The focus is on promoting "indie" music groups and artists, but some of them have become popular.

It was acquired by pop culture media conglomerate SpinMedia in 2010.

==History==
The idea to create PureVolume was that of officer/creator Woitunski after gaining advance knowledge that CNET planned to take mp3.com offline upon acquisition, slated for late 2003. PureVolume.com launched in beta on Thanksgiving Eve of 2003, with 'The Suicide Pact' as the main featured band. Prior to the launch of PureVolume, Unborn Media had designed local business websites in Amherst, Massachusetts. It was thought of as a 'magazine' with sound.

The homepage would have both split of editorial and paid placement, with the content rotating within each spot except the "PurePicks" section, a weekly recommendation of eight new artists for users to enjoy. For all of 2003 and 2004 and the first four months of 2006, that was Welch's task. It was taken over by both Brett and Mike, and the distinct musical taste gave the homepage a new feel and began a new chapter for the brand.

More predominantly in the site's early years, indie labels looked to the site for new artists, the "PurePicks" were put out each week. After two weeks in the section, Gym Class Heroes were in a meeting with Fueled by Ramen Records, the first band to be 'discovered' on PureVolume, which opened a new chapter in the world of music.

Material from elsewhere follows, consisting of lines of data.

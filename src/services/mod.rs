//! Engine services
pub mod checkout;
pub mod coupon_engine;
pub mod ledger;
pub mod restock;
pub mod stock_guard;
pub mod tracker;

pub use checkout::{CheckoutOrchestrator, Quote, QuoteItem};
pub use coupon_engine::{CouponEngine, CouponQuote};
pub use ledger::{LedgerAudit, LedgerService};
pub use restock::{RestockAdvisor, StockAlert};
pub use stock_guard::StockGuard;
pub use tracker::OrderTracker;
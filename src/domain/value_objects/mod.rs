//! Value objects shared across the engine

use rust_decimal::Decimal;
use serde::{de, Deserialize, Deserializer, Serialize, Serializer};
use std::fmt;
use std::str::FromStr;

/// Money value object
#[derive(Clone, Debug, PartialEq, Eq, Serialize, Deserialize)]
pub struct Money { amount: Decimal, currency: String }

impl Money {
    pub fn new(amount: Decimal, currency: &str) -> Self { Self { amount, currency: currency.to_string() } }
    pub fn zero(currency: &str) -> Self { Self::new(Decimal::ZERO, currency) }
    pub fn amount(&self) -> Decimal { self.amount }
    pub fn currency(&self) -> &str { &self.currency }
    pub fn is_zero(&self) -> bool { self.amount.is_zero() }
    pub fn add(&self, other: &Money) -> Result<Money, MoneyError> {
        if self.currency != other.currency { return Err(MoneyError::CurrencyMismatch); }
        Ok(Money::new(self.amount + other.amount, &self.currency))
    }
    /// Subtraction floored at zero. Totals never go negative.
    pub fn sub_floor(&self, other: &Money) -> Result<Money, MoneyError> {
        if self.currency != other.currency { return Err(MoneyError::CurrencyMismatch); }
        Ok(Money::new((self.amount - other.amount).max(Decimal::ZERO), &self.currency))
    }
    pub fn min(&self, other: &Money) -> Result<Money, MoneyError> {
        if self.currency != other.currency { return Err(MoneyError::CurrencyMismatch); }
        Ok(Money::new(self.amount.min(other.amount), &self.currency))
    }
    pub fn multiply(&self, qty: u32) -> Money { Money::new(self.amount * Decimal::from(qty), &self.currency) }
}

impl fmt::Display for Money {
    fn fmt(&self, f: &mut fmt::Formatter<'_>) -> fmt::Result { write!(f, "{} {}", self.amount, self.currency) }
}

#[derive(Debug, Clone)] pub enum MoneyError { CurrencyMismatch }
impl std::error::Error for MoneyError {}
impl fmt::Display for MoneyError {
    fn fmt(&self, f: &mut fmt::Formatter<'_>) -> fmt::Result { write!(f, "Currency mismatch") }
}

/// Identifies a purchasable (product, size[, color, material]) combination.
///
/// Renders as `product/size[/color[/material]]`. Derived `Ord` gives the
/// deterministic per-variant locking order used by multi-line commits.
#[derive(Clone, Debug, PartialEq, Eq, Hash, PartialOrd, Ord)]
pub struct VariantKey {
    product_id: String,
    size: String,
    color: Option<String>,
    material: Option<String>,
}

impl VariantKey {
    pub fn new(product_id: impl Into<String>, size: impl Into<String>) -> Result<Self, VariantKeyError> {
        let product_id = product_id.into().trim().to_string();
        let size = size.into().trim().to_string();
        if product_id.is_empty() || size.is_empty() { return Err(VariantKeyError::Empty); }
        if product_id.contains('/') || size.contains('/') { return Err(VariantKeyError::InvalidSegment); }
        Ok(Self { product_id, size, color: None, material: None })
    }

    pub fn with_color(mut self, color: impl Into<String>) -> Result<Self, VariantKeyError> {
        let color = color.into().trim().to_string();
        if color.is_empty() { return Err(VariantKeyError::Empty); }
        if color.contains('/') { return Err(VariantKeyError::InvalidSegment); }
        self.color = Some(color);
        Ok(self)
    }

    pub fn with_material(mut self, material: impl Into<String>) -> Result<Self, VariantKeyError> {
        let material = material.into().trim().to_string();
        if material.is_empty() { return Err(VariantKeyError::Empty); }
        if material.contains('/') { return Err(VariantKeyError::InvalidSegment); }
        self.material = Some(material);
        Ok(self)
    }

    pub fn product_id(&self) -> &str { &self.product_id }
    pub fn size(&self) -> &str { &self.size }
    pub fn color(&self) -> Option<&str> { self.color.as_deref() }
    pub fn material(&self) -> Option<&str> { self.material.as_deref() }
}

impl fmt::Display for VariantKey {
    fn fmt(&self, f: &mut fmt::Formatter<'_>) -> fmt::Result {
        write!(f, "{}/{}", self.product_id, self.size)?;
        if let Some(c) = &self.color { write!(f, "/{}", c)?; }
        if let Some(m) = &self.material { write!(f, "/{}", m)?; }
        Ok(())
    }
}

impl FromStr for VariantKey {
    type Err = VariantKeyError;
    fn from_str(s: &str) -> Result<Self, Self::Err> {
        let parts: Vec<&str> = s.split('/').collect();
        if parts.len() < 2 || parts.len() > 4 { return Err(VariantKeyError::InvalidSegment); }
        let mut key = VariantKey::new(parts[0], parts[1])?;
        if let Some(c) = parts.get(2) { key = key.with_color(*c)?; }
        if let Some(m) = parts.get(3) { key = key.with_material(*m)?; }
        Ok(key)
    }
}

// Wire format is the display string, not a struct.
impl Serialize for VariantKey {
    fn serialize<S: Serializer>(&self, serializer: S) -> Result<S::Ok, S::Error> {
        serializer.serialize_str(&self.to_string())
    }
}

impl<'de> Deserialize<'de> for VariantKey {
    fn deserialize<D: Deserializer<'de>>(deserializer: D) -> Result<Self, D::Error> {
        let s = String::deserialize(deserializer)?;
        s.parse().map_err(de::Error::custom)
    }
}

#[derive(Debug, Clone)] pub enum VariantKeyError { Empty, InvalidSegment }
impl std::error::Error for VariantKeyError {}
impl fmt::Display for VariantKeyError {
    fn fmt(&self, f: &mut fmt::Formatter<'_>) -> fmt::Result {
        match self {
            Self::Empty => write!(f, "variant key segment empty"),
            Self::InvalidSegment => write!(f, "variant key must be product/size[/color[/material]]"),
        }
    }
}
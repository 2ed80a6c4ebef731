//! Environment-driven configuration

use anyhow::{Context, Result};
use std::env;

#[derive(Clone, Debug)]
pub struct Config {
    pub port: u16,
    /// Without a database the engine runs on the in-memory store.
    pub database_url: Option<String>,
    pub nats_url: Option<String>,
    /// Shared secret for verifying processor-signed payment confirmations.
    pub payment_signing_secret: String,
    pub currency: String,
    pub quote_ttl_secs: i64,
    pub commit_max_retries: u32,
}

impl Config {
    pub fn from_env() -> Result<Self> {
        dotenvy::dotenv().ok();
        Ok(Self {
            port: env::var("PORT").unwrap_or_else(|_| "8084".to_string()).parse().context("PORT must be a port number")?,
            database_url: env::var("DATABASE_URL").ok(),
            nats_url: env::var("NATS_URL").ok(),
            payment_signing_secret: env::var("PAYMENT_SIGNING_SECRET")
                .context("PAYMENT_SIGNING_SECRET must be set")?,
            currency: env::var("CURRENCY").unwrap_or_else(|_| "USD".to_string()),
            quote_ttl_secs: env::var("QUOTE_TTL_SECS").unwrap_or_else(|_| "1800".to_string()).parse().context("QUOTE_TTL_SECS must be an integer")?,
            commit_max_retries: env::var("COMMIT_MAX_RETRIES").unwrap_or_else(|_| "3".to_string()).parse().context("COMMIT_MAX_RETRIES must be an integer")?,
        })
    }
}
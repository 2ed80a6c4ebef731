//! Domain event publishing
//!
//! Events go out as JSON over NATS when a client is configured; otherwise
//! they are only traced. Publishing is fire-and-forget: a broker outage must
//! never fail a commit that already happened.

use tracing::{debug, warn};

use crate::domain::events::DomainEvent;

#[derive(Clone, Default)]
pub struct EventPublisher {
    nats: Option<async_nats::Client>,
}

impl EventPublisher {
    pub fn new(nats: Option<async_nats::Client>) -> Self { Self { nats } }

    pub fn disabled() -> Self { Self { nats: None } }

    pub async fn publish(&self, event: &DomainEvent) {
        debug!(subject = event.subject(), ?event, "domain event");
        let Some(client) = &self.nats else { return };
        let payload = match serde_json::to_vec(event) {
            Ok(bytes) => bytes,
            Err(e) => {
                warn!(error = %e, "failed to serialize domain event");
                return;
            }
        };
        if let Err(e) = client.publish(event.subject().to_string(), payload.into()).await {
            warn!(subject = event.subject(), error = %e, "failed to publish domain event");
        }
    }

    pub async fn publish_all(&self, events: Vec<DomainEvent>) {
        for event in &events {
            self.publish(event).await;
        }
    }
}
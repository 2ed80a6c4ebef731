//! Stock Aggregate
//!
//! A variant's stock level is never written directly. Every change is an
//! immutable `StockMovement` appended to that variant's ledger; the running
//! `current_stock` is a cache the ledger can always re-derive.

use chrono::{DateTime, Utc};
use serde::{Deserialize, Serialize};
use std::fmt;
use std::str::FromStr;
use uuid::Uuid;

use crate::domain::value_objects::VariantKey;

pub const DEFAULT_LOW_STOCK_THRESHOLD: i64 = 5;

#[derive(Clone, Debug, Serialize, Deserialize)]
pub struct StockVariant {
    pub key: VariantKey,
    pub current_stock: i64,
    pub low_stock_threshold: i64,
    pub auto_restock_enabled: bool,
    pub auto_restock_level: Option<i64>,
    pub created_at: DateTime<Utc>,
    pub updated_at: DateTime<Utc>,
}

impl StockVariant {
    pub fn new(key: VariantKey) -> Self {
        let now = Utc::now();
        Self {
            key,
            current_stock: 0,
            low_stock_threshold: DEFAULT_LOW_STOCK_THRESHOLD,
            auto_restock_enabled: false,
            auto_restock_level: None,
            created_at: now,
            updated_at: now,
        }
    }

    pub fn is_out(&self) -> bool { self.current_stock == 0 }
    pub fn is_low(&self) -> bool { self.current_stock <= self.low_stock_threshold }
}

/// Admin-settable variant configuration. Stock itself moves only through the ledger.
#[derive(Clone, Debug, Serialize, Deserialize)]
pub struct VariantConfig {
    pub key: VariantKey,
    pub low_stock_threshold: Option<i64>,
    pub auto_restock_enabled: bool,
    pub auto_restock_level: Option<i64>,
}

#[derive(Clone, Copy, Debug, PartialEq, Eq, Serialize, Deserialize)]
#[serde(rename_all = "snake_case")]
pub enum MovementType { Inbound, Outbound, Adjustment, Sale, Return }

impl MovementType {
    pub fn as_str(&self) -> &'static str {
        match self {
            Self::Inbound => "inbound",
            Self::Outbound => "outbound",
            Self::Adjustment => "adjustment",
            Self::Sale => "sale",
            Self::Return => "return",
        }
    }

    /// Sign convention per movement type: sales and outbound shipments take
    /// stock, inbound and returns add it, adjustments go either way.
    pub fn permits_quantity(&self, quantity: i64) -> bool {
        match self {
            Self::Sale | Self::Outbound => quantity < 0,
            Self::Inbound | Self::Return => quantity > 0,
            Self::Adjustment => quantity != 0,
        }
    }
}

impl fmt::Display for MovementType {
    fn fmt(&self, f: &mut fmt::Formatter<'_>) -> fmt::Result { write!(f, "{}", self.as_str()) }
}

impl FromStr for MovementType {
    type Err = String;
    fn from_str(s: &str) -> Result<Self, Self::Err> {
        match s {
            "inbound" => Ok(Self::Inbound),
            "outbound" => Ok(Self::Outbound),
            "adjustment" => Ok(Self::Adjustment),
            "sale" => Ok(Self::Sale),
            "return" => Ok(Self::Return),
            other => Err(format!("unknown movement type: {other}")),
        }
    }
}

#[derive(Clone, Debug, PartialEq, Eq, Serialize, Deserialize)]
#[serde(rename_all = "snake_case")]
pub enum Actor { System, User(String) }

impl fmt::Display for Actor {
    fn fmt(&self, f: &mut fmt::Formatter<'_>) -> fmt::Result {
        match self {
            Self::System => write!(f, "system"),
            Self::User(id) => write!(f, "user:{id}"),
        }
    }
}

impl FromStr for Actor {
    type Err = String;
    fn from_str(s: &str) -> Result<Self, Self::Err> {
        if s == "system" { return Ok(Self::System); }
        match s.strip_prefix("user:") {
            Some(id) if !id.is_empty() => Ok(Self::User(id.to_string())),
            _ => Err(format!("unknown actor: {s}")),
        }
    }
}

/// One immutable, signed stock change. Never mutated or deleted once appended.
#[derive(Clone, Debug, Serialize, Deserialize)]
pub struct StockMovement {
    pub id: Uuid,
    pub variant_key: VariantKey,
    pub sequence: i64,
    pub movement_type: MovementType,
    pub quantity: i64,
    pub previous_stock: i64,
    pub new_stock: i64,
    pub reason: Option<String>,
    pub actor: Actor,
    pub idempotency_key: String,
    pub created_at: DateTime<Utc>,
}

impl StockMovement {
    /// Chain invariant for a single movement.
    pub fn is_internally_consistent(&self) -> bool {
        self.new_stock == self.previous_stock + self.quantity && self.new_stock >= 0
    }

    /// `previous_stock` of movement n must equal `new_stock` of movement n-1.
    pub fn extends(&self, prior: &StockMovement) -> bool {
        self.sequence == prior.sequence + 1 && self.previous_stock == prior.new_stock
    }

    /// The movement that undoes this one without rewriting history.
    pub fn compensation_quantity(&self) -> i64 { -self.quantity }
}
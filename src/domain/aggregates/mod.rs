//! Aggregates module
pub mod stock;
pub mod coupon;
pub mod order;

pub use stock::{Actor, MovementType, StockMovement, StockVariant, VariantConfig};
pub use coupon::{Coupon, CouponType};
pub use order::{Address, Contact, Order, OrderLine, OrderStatus};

On June 30, 2018, PureVolume shut down its music service.

==Influence==
Record labels used PureVolume to promote their artists and even looked for new ones to sign. The first artists to link a record deal directly to their PureVolume page were the Gym Class Heroes. The fame of groups such as Paramore, Boys Like Girls, Fall Out Boy, All Time Low, He Is We, My American Heart, Daphne Loves Derby, Taking Back Sunday, My Chemical Romance, Forever The Sickest Kids, Panic! at the Disco, Twenty One Pilots, Brand New, The Scene Aesthetic and The Spin Room have been credited to exposure on PureVolume.